*** Opening of EXERCISE MATERIAL ***

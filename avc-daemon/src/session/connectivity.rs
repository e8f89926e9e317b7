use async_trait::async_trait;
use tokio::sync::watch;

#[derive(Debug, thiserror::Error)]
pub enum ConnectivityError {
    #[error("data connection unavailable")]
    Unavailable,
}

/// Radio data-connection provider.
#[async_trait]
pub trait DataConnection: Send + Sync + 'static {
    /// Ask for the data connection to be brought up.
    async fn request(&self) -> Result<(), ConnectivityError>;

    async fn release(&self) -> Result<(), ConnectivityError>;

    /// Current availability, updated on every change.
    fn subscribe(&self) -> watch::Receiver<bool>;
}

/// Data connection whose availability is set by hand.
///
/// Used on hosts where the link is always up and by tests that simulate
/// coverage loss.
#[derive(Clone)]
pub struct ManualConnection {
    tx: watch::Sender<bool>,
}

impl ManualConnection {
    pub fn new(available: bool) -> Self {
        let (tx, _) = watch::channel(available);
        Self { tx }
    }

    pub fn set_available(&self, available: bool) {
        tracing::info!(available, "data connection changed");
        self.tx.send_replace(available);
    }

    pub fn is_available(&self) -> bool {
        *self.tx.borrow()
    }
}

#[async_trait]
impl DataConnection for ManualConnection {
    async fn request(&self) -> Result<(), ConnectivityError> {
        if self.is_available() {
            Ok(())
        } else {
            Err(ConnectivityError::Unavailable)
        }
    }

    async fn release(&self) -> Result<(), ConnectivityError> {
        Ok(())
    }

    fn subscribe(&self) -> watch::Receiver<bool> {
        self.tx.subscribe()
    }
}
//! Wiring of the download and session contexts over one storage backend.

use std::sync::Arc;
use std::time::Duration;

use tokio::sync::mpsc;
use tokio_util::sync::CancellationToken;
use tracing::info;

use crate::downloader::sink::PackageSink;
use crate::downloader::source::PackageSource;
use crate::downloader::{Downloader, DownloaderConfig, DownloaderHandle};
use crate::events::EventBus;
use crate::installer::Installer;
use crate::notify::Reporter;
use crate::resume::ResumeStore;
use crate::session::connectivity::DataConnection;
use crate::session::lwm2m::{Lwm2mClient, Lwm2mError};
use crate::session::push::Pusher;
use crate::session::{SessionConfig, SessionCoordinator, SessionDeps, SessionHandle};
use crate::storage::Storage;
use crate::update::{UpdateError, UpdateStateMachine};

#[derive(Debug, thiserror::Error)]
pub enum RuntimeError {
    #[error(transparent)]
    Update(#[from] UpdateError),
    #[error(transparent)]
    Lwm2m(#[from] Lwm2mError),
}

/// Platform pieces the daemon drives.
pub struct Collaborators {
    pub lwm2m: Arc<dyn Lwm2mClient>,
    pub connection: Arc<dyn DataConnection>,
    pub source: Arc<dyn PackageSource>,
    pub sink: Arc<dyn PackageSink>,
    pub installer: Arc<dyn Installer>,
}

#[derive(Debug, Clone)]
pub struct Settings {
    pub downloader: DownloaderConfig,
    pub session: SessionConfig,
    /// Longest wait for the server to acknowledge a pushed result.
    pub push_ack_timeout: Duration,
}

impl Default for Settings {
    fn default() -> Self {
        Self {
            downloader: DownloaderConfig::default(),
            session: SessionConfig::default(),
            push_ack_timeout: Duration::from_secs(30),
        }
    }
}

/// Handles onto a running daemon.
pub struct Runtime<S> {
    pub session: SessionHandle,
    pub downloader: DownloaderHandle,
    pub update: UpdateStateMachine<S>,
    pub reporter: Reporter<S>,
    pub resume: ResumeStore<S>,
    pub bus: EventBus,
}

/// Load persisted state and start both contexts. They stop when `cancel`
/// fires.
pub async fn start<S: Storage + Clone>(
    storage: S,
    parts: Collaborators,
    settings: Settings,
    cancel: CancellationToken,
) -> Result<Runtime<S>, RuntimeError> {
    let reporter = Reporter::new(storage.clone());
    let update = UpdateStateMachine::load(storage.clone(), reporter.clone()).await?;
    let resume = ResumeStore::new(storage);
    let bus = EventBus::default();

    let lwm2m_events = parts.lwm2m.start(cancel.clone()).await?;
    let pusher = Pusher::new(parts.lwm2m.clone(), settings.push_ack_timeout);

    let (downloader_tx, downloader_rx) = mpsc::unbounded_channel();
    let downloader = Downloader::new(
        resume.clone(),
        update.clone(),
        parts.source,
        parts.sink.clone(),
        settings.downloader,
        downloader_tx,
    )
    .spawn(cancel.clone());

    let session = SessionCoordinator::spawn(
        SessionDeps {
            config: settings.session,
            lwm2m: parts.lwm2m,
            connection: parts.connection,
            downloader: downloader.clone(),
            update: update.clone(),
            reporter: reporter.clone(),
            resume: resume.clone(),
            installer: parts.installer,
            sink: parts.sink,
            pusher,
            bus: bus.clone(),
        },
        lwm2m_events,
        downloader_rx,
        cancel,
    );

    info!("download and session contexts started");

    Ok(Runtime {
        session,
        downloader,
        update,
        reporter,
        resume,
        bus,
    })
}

*** Close of EXERCISE MATERIAL ***

Look through the data above for the string "info" and copy every line where it appears.

- ANSWER SPACE:
        tracing::info!(available, "data connection changed");
use tracing::info;
    info!("download and session contexts started");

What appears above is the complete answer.